Conte mengaku sudah melihat rekaman wawancara yang diberikan Luciano Spalletti, eks pelatih Inter, pada 2017 silam. Isinya mengecam seperti yang dikeluhkan Conte itu. ’’Sekarang sudah 2020 dan tetap tak ada perubahan. Ketika Anda tak belajar dan terus melakukan kesalahan yang sama, maka itu adalah hal yang gila,’’ tegas Conte
Ya, gara-gara kritikan pedasnya kepada petinggi Inter itu, Conte terancam terdepak dari Appiano Gentile, kamp latihan Inter. Laporan La Gazzetta dello Sport tadi malam menyebut, manajemen Inter yang dipimpin CEO Beppe Marotta akan bertatap muka dengan Conte, Senin petang waktu setempat atau Selasa dini hari.
Dari situlah disebut-sebut akan terjawab nasib Conte berikutnya. Apakah tetap duduk di kursi panas pelatih Inter, atau malah meninggalkan jabatannya dua musim lebih awal dari durasi kontrak yang sudah disepakati musim panas 2019 lalu.

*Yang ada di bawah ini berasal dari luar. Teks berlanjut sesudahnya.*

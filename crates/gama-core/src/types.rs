//! # Core Types
//!
//! Domain and wire types shared by every layer of Gama POS.
//!
//! ## Type Categories
//! ```text
//! ┌─────────────────────────────────────────────────────────────────────────┐
//! │                         Type Organization                               │
//! │                                                                         │
//! │  Catalog:   Producto                 (GET /productos)                  │
//! │  Payment:   FormaPago                                                   │
//! │  Outbound:  NuevaVenta, PartidaVenta (POST /ventas, NO prices!)        │
//! │  Inbound:   VentaCreada, VentaDetalle, PartidaDetalle                  │
//! │                                                                         │
//! │  All types derive Serialize/Deserialize + TS for frontend bindings    │
//! └─────────────────────────────────────────────────────────────────────────┘
//! ```
//!
//! Wire amounts are decimal pesos (`f64`) because that is what the backend
//! speaks; they cross into [`crate::money::Money`] at the first opportunity
//! and never come back out except in the payload builder.

use serde::{Deserialize, Serialize};
use std::fmt;
use ts_rs::TS;

use crate::money::Money;

// =============================================================================
// Catalog
// =============================================================================

/// A product as served by `GET /productos`.
///
/// `cantidad_stock` is advisory on this terminal: overselling is allowed and
/// only produces an informational notice (stock truth lives server-side).
#[derive(Debug, Clone, PartialEq, Serialize, Deserialize, TS)]
#[ts(export)]
pub struct Producto {
    pub id: i64,
    pub codigo: String,
    #[serde(default)]
    pub codigo_barras: Option<String>,
    pub descripcion: String,
    /// Sale price in decimal pesos, as the backend sends it.
    pub precio_venta: f64,
    /// Cost price in decimal pesos. Never printed, never sent back.
    #[serde(default)]
    pub precio_costo: f64,
    #[serde(default)]
    pub cantidad_stock: i64,
}

impl Producto {
    /// Sale price converted to exact centavos.
    pub fn precio(&self) -> Money {
        Money::from_pesos(self.precio_venta)
    }
}

// =============================================================================
// Payment Method
// =============================================================================

/// Payment methods the terminal accepts.
///
/// Serialized with the accented display names the backend stores
/// (`"Crédito"`, `"Débito"`).
#[derive(Debug, Clone, Copy, PartialEq, Eq, Default, Serialize, Deserialize, TS)]
#[ts(export)]
pub enum FormaPago {
    #[default]
    Efectivo,
    #[serde(rename = "Crédito")]
    Credito,
    #[serde(rename = "Débito")]
    Debito,
    Transferencia,
}

impl FormaPago {
    /// True only for cash, the one method with tendered-amount math.
    pub fn es_efectivo(&self) -> bool {
        matches!(self, FormaPago::Efectivo)
    }
}

impl fmt::Display for FormaPago {
    fn fmt(&self, f: &mut fmt::Formatter<'_>) -> fmt::Result {
        let nombre = match self {
            FormaPago::Efectivo => "Efectivo",
            FormaPago::Credito => "Crédito",
            FormaPago::Debito => "Débito",
            FormaPago::Transferencia => "Transferencia",
        };
        write!(f, "{}", nombre)
    }
}

// =============================================================================
// Outbound: Sale Submission
// =============================================================================

/// One line of the sale payload: product id and quantity, nothing else.
#[derive(Debug, Clone, PartialEq, Serialize, Deserialize, TS)]
#[ts(export)]
pub struct PartidaVenta {
    pub id: i64,
    pub cantidad: i64,
}

/// The `POST /ventas` payload.
///
/// Unit prices are deliberately absent: the backend reprices every line from
/// its own catalog, so a stale or tampered client can never set a price.
#[derive(Debug, Clone, PartialEq, Serialize, Deserialize, TS)]
#[ts(export)]
pub struct NuevaVenta {
    pub forma_pago: FormaPago,
    pub productos: Vec<PartidaVenta>,
    /// Decimal pesos. For non-cash methods this equals the computed total.
    pub monto_recibido: f64,
    /// Decimal pesos.
    pub descuento_total: f64,
    pub cliente_id: Option<i64>,
}

// =============================================================================
// Inbound: Sale Records
// =============================================================================

/// Response to `POST /ventas`. The backend has keyed the new id both as
/// `id` and as `venta_id` across versions, so both are accepted.
#[derive(Debug, Clone, Deserialize)]
pub struct VentaCreada {
    #[serde(default)]
    pub id: Option<i64>,
    #[serde(default)]
    pub venta_id: Option<i64>,
}

impl VentaCreada {
    /// The sale id under whichever key the backend used.
    pub fn venta_id(&self) -> Option<i64> {
        self.id.or(self.venta_id)
    }
}

/// One authoritative line item from `GET /ventas/:id`.
#[derive(Debug, Clone, PartialEq, Serialize, Deserialize, TS)]
#[ts(export)]
pub struct PartidaDetalle {
    pub descripcion: String,
    pub cantidad: i64,
    /// Price-at-sale in decimal pesos, as persisted by the backend.
    pub precio_unitario: f64,
}

/// The authoritative sale record fetched after a successful submission.
#[derive(Debug, Clone, Default, Deserialize)]
pub struct VentaDetalle {
    #[serde(default)]
    pub productos: Vec<PartidaDetalle>,
}

// =============================================================================
// Unit Tests
// =============================================================================

#[cfg(test)]
mod tests {
    use super::*;

    #[test]
    fn test_producto_precio_en_centavos() {
        let p = Producto {
            id: 1,
            codigo: "MS-12K".to_string(),
            codigo_barras: None,
            descripcion: "Minisplit".to_string(),
            precio_venta: 6499.99,
            precio_costo: 4100.0,
            cantidad_stock: 3,
        };
        assert_eq!(p.precio().cents(), 649_999);
    }

    #[test]
    fn test_forma_pago_serializa_con_acentos() {
        assert_eq!(
            serde_json::to_string(&FormaPago::Credito).unwrap(),
            "\"Crédito\""
        );
        assert_eq!(
            serde_json::to_string(&FormaPago::Efectivo).unwrap(),
            "\"Efectivo\""
        );
        let fp: FormaPago = serde_json::from_str("\"Débito\"").unwrap();
        assert_eq!(fp, FormaPago::Debito);
    }

    #[test]
    fn test_forma_pago_default_es_efectivo() {
        assert_eq!(FormaPago::default(), FormaPago::Efectivo);
        assert!(FormaPago::Efectivo.es_efectivo());
        assert!(!FormaPago::Transferencia.es_efectivo());
    }

    #[test]
    fn test_venta_creada_acepta_ambas_claves() {
        let a: VentaCreada = serde_json::from_str(r#"{"id": 42}"#).unwrap();
        assert_eq!(a.venta_id(), Some(42));

        let b: VentaCreada = serde_json::from_str(r#"{"venta_id": 99}"#).unwrap();
        assert_eq!(b.venta_id(), Some(99));

        let c: VentaCreada = serde_json::from_str(r#"{}"#).unwrap();
        assert_eq!(c.venta_id(), None);
    }

    #[test]
    fn test_nueva_venta_no_lleva_precios() {
        let venta = NuevaVenta {
            forma_pago: FormaPago::Efectivo,
            productos: vec![PartidaVenta { id: 7, cantidad: 2 }],
            monto_recibido: 150.0,
            descuento_total: 13.0,
            cliente_id: None,
        };
        let json = serde_json::to_string(&venta).unwrap();
        assert!(!json.contains("precio"));
        assert!(json.contains("\"id\":7"));
        assert!(json.contains("\"cantidad\":2"));
    }
}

’’Kami merasakan apa yang telah dibuat Conte. Jika melihat statistik kami sebagai runner up Serie A dengan defense terbaik dan jumlah poin tandang terbaik, kami harus mengapresiasi kinerja Conte dan stafnya itu,’’ ungkap Marotta, dilansir laman Tutto Juve.

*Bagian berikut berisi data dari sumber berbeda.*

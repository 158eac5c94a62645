//! Windows-1252 encoding utilities for Spanish thermal printers
//!
//! The printers at the counter speak code page WPC1252, where every accented
//! Spanish character is a single byte. This module provides:
//! - Width calculation and truncation/padding in printed columns
//! - UTF-8 → Windows-1252 conversion that preserves ESC/POS commands

/// Printed width of a string in Windows-1252 columns.
///
/// Every encodable character is one byte, so this is the byte length after
/// encoding (unmappable characters become `?`, still one column).
pub fn ancho(s: &str) -> usize {
    let (cow, _, _) = encoding_rs::WINDOWS_1252.encode(s);
    cow.len()
}

/// Truncate a string to fit within a printed column width.
pub fn truncar(s: &str, max_ancho: usize) -> String {
    let mut ancho_actual = 0;
    let mut resultado = String::new();
    for c in s.chars() {
        let pedazo = c.to_string();
        let (cow, _, _) = encoding_rs::WINDOWS_1252.encode(&pedazo);
        if ancho_actual + cow.len() > max_ancho {
            break;
        }
        resultado.push(c);
        ancho_actual += cow.len();
    }
    resultado
}

/// Pad a string to a specific printed width.
///
/// If the string is longer than the width, it will be truncated.
pub fn rellenar(s: &str, ancho_total: usize, alinear_derecha: bool) -> String {
    let ancho_actual = ancho(s);
    if ancho_actual >= ancho_total {
        return truncar(s, ancho_total);
    }
    let espacios = ancho_total - ancho_actual;
    if alinear_derecha {
        format!("{}{}", " ".repeat(espacios), s)
    } else {
        format!("{}{}", s, " ".repeat(espacios))
    }
}

/// Convert mixed UTF-8 content (with ESC/POS commands) to Windows-1252.
///
/// ASCII bytes (0x00-0x7F) pass through untouched, which protects ESC/POS
/// commands from being corrupted. Only bytes >= 0x80 are treated as UTF-8
/// sequences and re-encoded.
///
/// The output starts by selecting code page WPC1252 (ESC t 16), and
/// re-selects it after any INIT command (ESC @) found in the stream, since
/// INIT resets the printer to its default code page.
pub fn convertir_cp1252(bytes: &[u8]) -> Vec<u8> {
    let mut resultado = Vec::with_capacity(bytes.len() + 16);

    // ESC t 16 - select code page WPC1252
    resultado.extend_from_slice(&[0x1B, 0x74, 16]);

    let mut pendiente = Vec::new();
    let mut i = 0;

    while i < bytes.len() {
        let b = bytes[i];

        // INIT (ESC @) resets the code page; re-select after it
        if b == 0x1B && i + 1 < bytes.len() && bytes[i + 1] == 0x40 {
            vaciar(&mut pendiente, &mut resultado);
            resultado.extend_from_slice(&[0x1B, 0x40, 0x1B, 0x74, 16]);
            i += 2;
            continue;
        }

        if b < 128 {
            // ASCII: command byte or plain text
            vaciar(&mut pendiente, &mut resultado);
            resultado.push(b);
        } else {
            // Part of a UTF-8 sequence
            pendiente.push(b);
        }
        i += 1;
    }

    vaciar(&mut pendiente, &mut resultado);
    resultado
}

/// Flush the pending non-ASCII bytes, re-encoding them as Windows-1252.
fn vaciar(pendiente: &mut Vec<u8>, resultado: &mut Vec<u8>) {
    if pendiente.is_empty() {
        return;
    }
    let s = String::from_utf8_lossy(pendiente);
    let (cp1252, _, _) = encoding_rs::WINDOWS_1252.encode(&s);
    resultado.extend_from_slice(&cp1252);
    pendiente.clear();
}

#[cfg(test)]
mod tests {
    use super::*;

    #[test]
    fn test_ancho() {
        assert_eq!(ancho("hola"), 4);
        assert_eq!(ancho("Camión"), 6); // ó is one byte in cp1252
        assert_eq!(ancho("¡Gracias!"), 9);
    }

    #[test]
    fn test_truncar() {
        assert_eq!(truncar("hola mundo", 4), "hola");
        assert_eq!(truncar("Instalación", 8), "Instalac");
        assert_eq!(truncar("ab", 10), "ab");
    }

    #[test]
    fn test_rellenar() {
        assert_eq!(rellenar("hi", 5, false), "hi   ");
        assert_eq!(rellenar("hi", 5, true), "   hi");
        assert_eq!(rellenar("hola mundo", 4, false), "hola");
    }

    #[test]
    fn test_convertir_preserva_comandos() {
        // bold-on, text with accent, bold-off
        let entrada = [&[0x1B, 0x45, 0x01][..], "Camión".as_bytes(), &[0x1B, 0x45, 0x00][..]]
            .concat();
        let salida = convertir_cp1252(&entrada);

        // Starts with code page selection
        assert_eq!(&salida[..3], &[0x1B, 0x74, 16]);
        // Commands intact
        assert!(salida.windows(3).any(|w| w == [0x1B, 0x45, 0x01]));
        assert!(salida.windows(3).any(|w| w == [0x1B, 0x45, 0x00]));
        // ó encoded as single cp1252 byte 0xF3
        assert!(salida.contains(&0xF3));
        // No raw UTF-8 continuation bytes left
        assert!(!salida.windows(2).any(|w| w == [0xC3, 0xB3]));
    }

    #[test]
    fn test_convertir_reselecciona_tras_init() {
        let entrada = [0x1B, 0x40, b'a'];
        let salida = convertir_cp1252(&entrada);
        // prelude, INIT, re-selection, then the text
        assert_eq!(
            salida,
            vec![0x1B, 0x74, 16, 0x1B, 0x40, 0x1B, 0x74, 16, b'a']
        );
    }
}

Di satu sisi, kemungkinan besar Conte akan tetap mengarsiteki Inter karena pemecatan di tengah jalan bisa berimbas besar dengan finansial klub. Laporan menyebutkan, dengan bayaran per musimnya mencapai EUR 12 juta (Rp 206,1 miliar), Inter harus membayar kompensasi EUR 150 juta (Rp 2,57 triliun) jika memberhentikan tactician 51 tahun itu.

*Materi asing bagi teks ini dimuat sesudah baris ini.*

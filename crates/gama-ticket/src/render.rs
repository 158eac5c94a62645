//! Receipt layout for 58 mm paper
//!
//! Everything here is pure string/byte work: the layout helpers return the
//! lines they would print, and [`renderizar`] assembles the final ESC/POS
//! buffer. Nothing in this module touches a socket or the filesystem.
//!
//! ## Ticket anatomy (32 columns)
//! ```text
//!          CLIMAS GAMA               ← double size, bold, centered
//!   Prol. Juarez #435 2, ...         ← wrapped address, centered
//! --------------------------------
//! Fecha: 29/08/2026 18:45
//! Folio: 42
//! Atendió: Laura
//! --------------------------------
//! Cant Producto           Importe
//! 2    Minisplit Frío 12  $130.00
//! --------------------------------
//! Subtotal                 $130.00
//! Descuento                 $13.00  ← only when > 0
//! TOTAL                    $117.00  ← bold
//! Efectivo                 $150.00
//! Cambio                    $33.00
//! CIENTO DIECISIETE PESOS 00/100
//! M.N.
//!
//!     ¡Gracias por su compra!
//!  Facturación: 5569700587
//! ```

use gama_core::receipt::Recibo;

use crate::config::Tienda;
use crate::encoding::{ancho, rellenar, truncar};
use crate::escpos::TicketBuilder;
use crate::ANCHO_58MM;

/// Sale ids longer than this are cut on the printed ticket.
const MAX_ID_IMPRESO: usize = 12;

// =============================================================================
// Pure Layout Helpers
// =============================================================================

/// Word-wraps text to the given printed width. Words longer than the width
/// are split hard.
pub fn envolver(texto: &str, ancho_max: usize) -> Vec<String> {
    let mut lineas = Vec::new();
    let mut actual = String::new();

    for palabra in texto.split_whitespace() {
        let mut palabra = palabra.to_string();
        // Hard-split oversized words
        while ancho(&palabra) > ancho_max {
            let pedazo = truncar(&palabra, ancho_max);
            palabra = palabra[pedazo.len()..].to_string();
            if !actual.is_empty() {
                lineas.push(std::mem::take(&mut actual));
            }
            lineas.push(pedazo);
        }
        if palabra.is_empty() {
            continue;
        }
        if actual.is_empty() {
            actual = palabra;
        } else if ancho(&actual) + 1 + ancho(&palabra) <= ancho_max {
            actual.push(' ');
            actual.push_str(&palabra);
        } else {
            lineas.push(std::mem::take(&mut actual));
            actual = palabra;
        }
    }
    if !actual.is_empty() {
        lineas.push(actual);
    }
    lineas
}

/// The item table: header plus one row per line item.
///
/// Columns at 32 wide: quantity 4, description 17, extended price 11
/// (right-aligned). Long descriptions are truncated, never wrapped, so a
/// ticket with many items stays short.
pub fn tabla_partidas(recibo: &Recibo, ancho_papel: usize) -> Vec<String> {
    let col_cant = 4;
    let col_importe = 11;
    let col_desc = ancho_papel - col_cant - col_importe;

    let mut filas = Vec::with_capacity(recibo.partidas.len() + 1);
    filas.push(format!(
        "{}{}{}",
        rellenar("Cant", col_cant, false),
        rellenar("Producto", col_desc, false),
        rellenar("Importe", col_importe, true),
    ));

    for partida in &recibo.partidas {
        filas.push(format!(
            "{}{}{}",
            rellenar(&partida.cantidad.to_string(), col_cant, false),
            rellenar(&partida.descripcion, col_desc, false),
            rellenar(&partida.importe().formato_mx(), col_importe, true),
        ));
    }
    filas
}

/// The sale id as printed: truncated so it never wraps the metadata line.
pub fn folio_impreso(venta_id: &str) -> String {
    truncar(venta_id, MAX_ID_IMPRESO)
}

// =============================================================================
// Renderer
// =============================================================================

/// Lays the receipt out as an ESC/POS byte buffer ready for
/// [`crate::salida`].
pub fn renderizar(recibo: &Recibo, tienda: &Tienda) -> Vec<u8> {
    let mut b = TicketBuilder::new(ANCHO_58MM);

    // Header
    b.centrar().negrita().tamano_doble();
    b.linea(&tienda.nombre);
    b.tamano_normal().negrita_off();
    for linea in envolver(&tienda.direccion, ANCHO_58MM) {
        b.linea(&linea);
    }
    b.izquierda().separador();

    // Metadata
    b.linea(&format!(
        "Fecha: {}",
        recibo.fecha.format("%d/%m/%Y %H:%M")
    ));
    b.linea(&format!("Folio: {}", folio_impreso(&recibo.venta_id)));
    b.linea(&format!("Atendió: {}", recibo.vendedor));
    b.separador();

    // Items
    for fila in tabla_partidas(recibo, ANCHO_58MM) {
        b.linea(&fila);
    }
    b.separador();

    // Totals
    b.linea_lr("Subtotal", &recibo.subtotal.formato_mx());
    if recibo.tiene_descuento() {
        b.linea_lr("Descuento", &recibo.descuento.formato_mx());
    }
    b.negrita();
    b.linea_lr("TOTAL", &recibo.total.formato_mx());
    b.negrita_off();

    // Payment block
    if recibo.forma_pago.es_efectivo() {
        b.linea_lr("Efectivo", &recibo.recibido.formato_mx());
        b.linea_lr("Cambio", &recibo.cambio.formato_mx());
    } else {
        b.linea_lr("Forma de pago", &recibo.forma_pago.to_string());
    }

    // Legal line
    for linea in envolver(&recibo.total_en_letras(), ANCHO_58MM) {
        b.linea(&linea);
    }

    // Footer
    b.nueva_linea().centrar();
    b.linea("¡Gracias por su compra!");
    b.linea(&format!("Facturación: {}", tienda.telefono_factura));
    b.cortar(4);

    b.build()
}

// =============================================================================
// Unit Tests
// =============================================================================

Di sisi lain, pengalaman Conte sebelumnya sudah berbicara, mulut liarnya tersebut bakal berdampak dengan pemecatan. Seperti yang kerap dia lontarkan ketika musim keduanya melatih Chelsea. Setelah menjuarai Premier League dalam musim pertamanya, Conte banyak mengkritisi petinggi The Blues, julukan Chelsea. Makanya, pada akhir musim 2017 – 2018 dia tetap didepak meski mampu mempersembahkan trofi Piala FA.
Nah, hal itulah juga yang bisa terulang di Inter. Mantan attaccante AS Roma Francesco “Ciccio” Graziani menyebut Conte tak sepantasnya melontarkan pernyataan seperti itu. ’’Ingat, kau belum memenangi apapun Antonio! Jika aku jadi Zhang, maka aku akan memanggilnya dan menuntut permintaan maaf dari Antonio. Pelatih akan terus berganti, tapi Inter akan tetap sama,’’ sebut Ciccio yang jadi pandit di Sport Mediaset itu.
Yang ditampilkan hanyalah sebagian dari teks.